19 Feb 2021 20:42:59.031[RTCM-LIVE-SCM1]: 2021/02/19 18:42:57 [ERR] yamux: keepalive failed: i/o deadline reached
19 Feb 2021 20:42:59.031[RTCM-LIVE-SCM1]: 2021-02-19T18:42:57.048Z [ERROR] agent.client: RPC failed to server: method=Coordinate.Update server=172.20.200.36:8300 error="rpc error making call: EOF"
19 Feb 2021 20:42:59.031[RTCM-LIVE-SCM1]: 2021-02-19T18:42:57.048Z [ERROR] agent.client: RPC failed to server: method=Session.Renew server=172.20.200.36:8300 error="rpc error making call: EOF"
19 Feb 2021 20:42:59.031[RTCM-LIVE-SCM1]: 2021-02-19T18:42:57.048Z [DEBUG] agent.client.manager: cycled away from server: server="HL-L-CON-2 (Addr: tcp/172.20.200.36:8300) (DC: dc1)"
19 Feb 2021 20:42:59.031[RTCM-LIVE-SCM1]: 2021-02-19T18:42:57.048Z [DEBUG] agent.client.manager: pinging server failed: server="HL-L-CON-2 (Addr: tcp/172.20.200.36:8300) (DC: dc1)" error="rpc error making call: EOF"
19 Feb 2021 20:42:59.031[RTCM-LIVE-SCM1]: 2021-02-19T18:42:57.048Z [ERROR] agent: Coordinate update error: error="rpc error making call: EOF"
19 Feb 2021 20:42:59.031[RTCM-LIVE-SCM1]: 2021-02-19T18:42:57.048Z [DEBUG] agent.tlsutil: OutgoingRPCWrapper: version=1
19 Feb 2021 20:42:59.031[RTCM-LIVE-SCM1]: 2021-02-19T18:42:57.048Z [ERROR] agent.client: RPC failed to server: method=KVS.Get server=172.20.200.36:8300 error="rpc error making call: EOF"
19 Feb 2021 20:42:59.031[RTCM-LIVE-SCM1]: 2021-02-19T18:42:57.048Z [ERROR] agent.http: Request error: method=PUT url=/v1/session/renew/65870a4b-3e1d-7ddd-fd36-e1bf1d6c3f2c from=127.0.0.1:52930 error="rpc error making call: EOF"
19 Feb 2021 20:42:59.031[RTCM-LIVE-SCM1]: 2021-02-19T18:42:57.048Z [ERROR] agent.http: Request error: method=GET url=/v1/kv/service/scm/leader?consistent&index=7189585 from=127.0.0.1:62906 error="rpc error making call: EOF"

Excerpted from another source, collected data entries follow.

//! Small numeric helpers shared by the selection stages.
//!
//! Moments come from `statrs`; the standardization here intentionally
//! divides by the population variance rather than the standard deviation,
//! because the selection threshold downstream is calibrated to that scale.
use statrs::statistics::Statistics;

/// Standardize values as `(v - mean) / population_variance`.
///
/// Note the normalizer: variance, not standard deviation. Substituting the
/// standard deviation would change the numeric scale the selection threshold
/// operates on. An all-equal input has zero variance and standardizes to
/// all zeros instead of dividing by zero.
pub fn standardize_by_variance(values: &[f64]) -> Vec<f64> {
    if values.is_empty() {
        return Vec::new();
    }

    let mean = values.iter().mean();
    let var = values.iter().population_variance();
    if var == 0.0 {
        return vec![0.0; values.len()];
    }

    values.iter().map(|&v| (v - mean) / var).collect()
}

/// Mean of the absolute values.
pub fn mean_absolute(values: &[f64]) -> f64 {
    if values.is_empty() {
        return 0.0;
    }
    values.iter().map(|v| v.abs()).sum::<f64>() / values.len() as f64
}
use std::error::Error;
use std::fmt;

/// Custom error type for dataset validation failures.
///
/// Validation runs once, at `Dataset::new`. Every later pipeline stage is
/// infallible: distributions never store zero-probability entries and the
/// conditional-entropy computation special-cases degenerate probabilities,
/// so no numeric error can surface mid-computation.
#[derive(Debug)]
pub enum SelectionError {
    /// Feature and label matrices disagree on the instance count.
    ShapeMismatch { x_rows: usize, y_rows: usize },
    /// Zero instances, features, or labels; the pipeline has no meaningful output.
    EmptyInput { what: &'static str },
}

impl fmt::Display for SelectionError {
    fn fmt(&self, f: &mut fmt::Formatter) -> fmt::Result {
        match self {
            SelectionError::ShapeMismatch { x_rows, y_rows } => write!(
                f,
                "Feature matrix has {} instances but label matrix has {}",
                x_rows, y_rows
            ),
            SelectionError::EmptyInput { what } => {
                write!(f, "Input contains no {}", what)
            }
        }
    }
}

impl Error for SelectionError {}
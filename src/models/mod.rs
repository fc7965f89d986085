pub mod classifier_trait;
use ndarray::Array2;

use crate::data_handling::{project_columns, Dataset};

/// A small trait abstraction for the downstream multi-label classifier.
/// The core pipeline only emits a feature index set; any supervised model
/// that trains on a feature matrix plus a multi-label target matrix can
/// consume it by implementing this contract.
pub trait MultiLabelClassifier {
    /// Fit the model on a feature matrix and a binary label matrix
    /// (rows are instances in both).
    fn fit(&mut self, x: &Array2<f64>, y: &Array2<i32>) -> anyhow::Result<()>;

    /// Predict a binary label matrix for new instances.
    fn predict(&self, x: &Array2<f64>) -> anyhow::Result<Array2<i32>>;

    /// Optional human readable name for the model
    fn name(&self) -> &str {
        "classifier"
    }
}

/// Train on the selected columns of `train` and predict on the same columns
/// of `eval_x`.
///
/// Both matrices are projected through the same index set so the classifier
/// sees a consistent feature space. The classifier is an explicit parameter
/// rather than shared state, so callers can evaluate several label subsets
/// or models side by side.
pub fn fit_predict_selected(
    classifier: &mut dyn MultiLabelClassifier,
    train: &Dataset,
    eval_x: &Array2<f64>,
    selected: &[usize],
) -> anyhow::Result<Array2<i32>> {
    let train_x = project_columns(&train.x, selected);
    let eval_projected = project_columns(eval_x, selected);

    log::info!(
        "Fitting {} on {} selected features",
        classifier.name(),
        selected.len()
    );
    classifier.fit(&train_x, &train.y)?;
    classifier.predict(&eval_projected)
}
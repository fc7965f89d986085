//! One-dimensional discretization of continuous feature columns.
//!
//! Each feature column is clustered independently on the real line with a
//! density-based procedure: dense value ranges become categories, sparse
//! values are assigned the shared noise category. Only partition membership
//! matters downstream, so category ids carry no ordering.
use ndarray::Array2;
use rayon::prelude::*;

use crate::config::{DiscretizerKind, SelectionConfig};

/// Reserved category id for instances that belong to no dense region.
pub const NOISE_CATEGORY: i32 = -1;

/// Internal marker for instances not yet visited by the clustering loop.
const UNLABELED: i32 = -2;

/// Contract for mapping one feature column to a category labeling.
///
/// Implementations must return exactly one category id per instance, using
/// `NOISE_CATEGORY` for instances outside every dense region. The pipeline
/// depends only on this contract, so alternative discretization schemes can
/// be swapped in behind the trait.
pub trait Discretizer: Send + Sync {
    fn discretize(&self, column: &[f64]) -> Vec<i32>;

    /// Optional human readable name for the discretizer
    fn name(&self) -> &str {
        "discretizer"
    }
}

/// Density-based clustering on the real line with a fixed neighborhood
/// radius and minimum-points threshold.
///
/// Clusters are numbered 0, 1, 2, ... in order of discovery; noise points
/// get `NOISE_CATEGORY`. A constant column collapses to a single cluster
/// (or to all-noise when the column is shorter than `min_samples`), which is
/// a valid low-information labeling rather than an error.
pub struct DbscanDiscretizer {
    eps: f64,
    min_samples: usize,
}

impl DbscanDiscretizer {
    pub fn new(eps: f64, min_samples: usize) -> Self {
        DbscanDiscretizer { eps, min_samples }
    }

    /// Indices of all values within `eps` of `column[i]`, including `i` itself.
    fn region_query(&self, column: &[f64], i: usize) -> Vec<usize> {
        let center = column[i];
        column
            .iter()
            .enumerate()
            .filter(|(_, &v)| (v - center).abs() <= self.eps)
            .map(|(j, _)| j)
            .collect()
    }

    /// Expand a cluster from a core point, adopting reachable neighbors.
    fn expand_cluster(
        &self,
        column: &[f64],
        labels: &mut [i32],
        point: usize,
        neighbors: &mut Vec<usize>,
        cluster_id: i32,
    ) {
        labels[point] = cluster_id;

        let mut i = 0;
        while i < neighbors.len() {
            let neighbor = neighbors[i];

            if labels[neighbor] == UNLABELED {
                labels[neighbor] = cluster_id;

                // Core neighbors contribute their own neighborhoods to the
                // expansion frontier.
                let neighbor_neighbors = self.region_query(column, neighbor);
                if neighbor_neighbors.len() >= self.min_samples {
                    for &nn in &neighbor_neighbors {
                        if !neighbors.contains(&nn) {
                            neighbors.push(nn);
                        }
                    }
                }
            } else if labels[neighbor] == NOISE_CATEGORY {
                // Border point: previously-marked noise joins the cluster.
                labels[neighbor] = cluster_id;
            }

            i += 1;
        }
    }
}

impl Discretizer for DbscanDiscretizer {
    fn discretize(&self, column: &[f64]) -> Vec<i32> {
        let mut labels = vec![UNLABELED; column.len()];
        let mut cluster_id = 0;

        for i in 0..column.len() {
            if labels[i] != UNLABELED {
                continue;
            }

            let mut neighbors = self.region_query(column, i);

            if neighbors.len() < self.min_samples {
                labels[i] = NOISE_CATEGORY;
                continue;
            }

            self.expand_cluster(column, &mut labels, i, &mut neighbors, cluster_id);
            cluster_id += 1;
        }

        labels
    }

    fn name(&self) -> &str {
        "dbscan"
    }
}

/// Build a boxed discretizer from a `SelectionConfig`.
pub fn build_discretizer(config: &SelectionConfig) -> Box<dyn Discretizer> {
    match config.discretizer {
        DiscretizerKind::Dbscan { eps, min_samples } => {
            Box::new(DbscanDiscretizer::new(eps, min_samples))
        }
    }
}

/// Discretize every feature column of `x` independently.
///
/// Returns one category labeling per feature, in column order. The
/// per-column runs share no state, so they execute as a rayon fork-join
/// with results collected once all columns are done.
pub fn discretize_features(x: &Array2<f64>, discretizer: &dyn Discretizer) -> Vec<Vec<i32>> {
    (0..x.ncols())
        .into_par_iter()
        .map(|j| {
            let column = x.column(j).to_vec();
            discretizer.discretize(&column)
        })
        .collect()
}

#[cfg(test)]
mod tests {
    use super::*;
    use ndarray::array;

    #[test]
    fn separates_two_dense_groups_and_noise() {
        let column = vec![1.0, 1.1, 1.2, 5.0, 5.1, 5.2, 10.0];
        let discretizer = DbscanDiscretizer::new(0.5, 2);
        let labels = discretizer.discretize(&column);

        assert_eq!(labels.len(), column.len());
        // First group shares one cluster, second group another.
        assert_eq!(labels[0], labels[1]);
        assert_eq!(labels[1], labels[2]);
        assert_eq!(labels[3], labels[4]);
        assert_eq!(labels[4], labels[5]);
        assert_ne!(labels[0], labels[3]);
        // The isolated point is noise.
        assert_eq!(labels[6], NOISE_CATEGORY);
    }

    #[test]
    fn constant_column_collapses_to_single_cluster() {
        let column = vec![5.0; 8];
        let discretizer = DbscanDiscretizer::new(0.5, 5);
        let labels = discretizer.discretize(&column);
        assert!(labels.iter().all(|&c| c == 0), "labels = {:?}", labels);
    }

    #[test]
    fn column_below_min_samples_is_all_noise() {
        let column = vec![1.0, 2.0, 3.0];
        let discretizer = DbscanDiscretizer::new(0.1, 5);
        let labels = discretizer.discretize(&column);
        assert!(labels.iter().all(|&c| c == NOISE_CATEGORY));
    }

    #[test]
    fn discretize_features_runs_per_column() {
        let x = array![
            [1.0, 10.0],
            [1.0, 10.0],
            [1.0, 20.0],
            [2.0, 20.0],
            [2.0, 30.0],
            [2.0, 30.0],
        ];
        let discretizer = DbscanDiscretizer::new(0.5, 2);
        let categories = discretize_features(&x, &discretizer);

        assert_eq!(categories.len(), 2);
        assert_eq!(categories[0].len(), 6);
        // Column 0 splits cleanly into two categories.
        assert_eq!(categories[0][0], categories[0][1]);
        assert_ne!(categories[0][0], categories[0][3]);
    }

    #[test]
    fn factory_builds_configured_discretizer() {
        let config = crate::config::SelectionConfig::default();
        let discretizer = build_discretizer(&config);
        assert_eq!(discretizer.name(), "dbscan");
    }
}
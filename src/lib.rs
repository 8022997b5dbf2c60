//! Flare Registry etcd
//!
//! Lease-backed service registration and discovery on etcd v3: providers register
//! under a prefix with an optional TTL lease, consumers list or watch a service and
//! receive aggregated endpoint snapshots including configurator entries.

pub mod config;
pub mod context;
pub mod discovery;
pub mod error;
pub mod registry;
pub mod store;
pub mod telemetry;
pub mod types;
pub mod utils;

// Re-exports
pub use config::{LogConfig, RegistryConfig};
pub use context::RequestContext;
pub use error::{ErrorKind, RegistryError, Result};
pub use registry::{EtcdRegistry, ServiceRegistry, create_registry};
pub use store::{EtcdStore, KvStore, MemoryStore};
pub use telemetry::init_tracing;
pub use types::{
    ConsumerConfig, Endpoints, ProviderConfig, RouteConfig, ServiceInfo, ServiceKind, Upstream,
};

But the cluster still continued to think that the failed node was part of it, and didn't even attempt to remove the failed node:

19 Feb 2021 20:42:59.031[RTCM-LIVE-SCM1]: 2021-02-19T18:42:57.048Z [DEBUG] agent.client.manager: Rebalanced servers, new active server: number_of_servers=3 active_server="HL-L-CON-1 (Addr: tcp/172.20.100.161:8300) (DC: dc1)"

Until eventually after quite some time (~55min) the server was recognized as failed and removed forcefully...

https://gist.github.com/tomerMP/db3c03ccde246cd7ef9da1bd8e91c7f4

Judging by the testing I did when first introducing Consul, this behavior is unexpected... From further testing and attempts to reproduce after this issue occurred, Consul is able to successfully remove the failed node from the cluster within ~30 seconds and continue to function with 2 nodes up, in our last test for longer than 2 hours, until we add the fixed node back and then the cluster goes back to normal functionality with 3 nodes.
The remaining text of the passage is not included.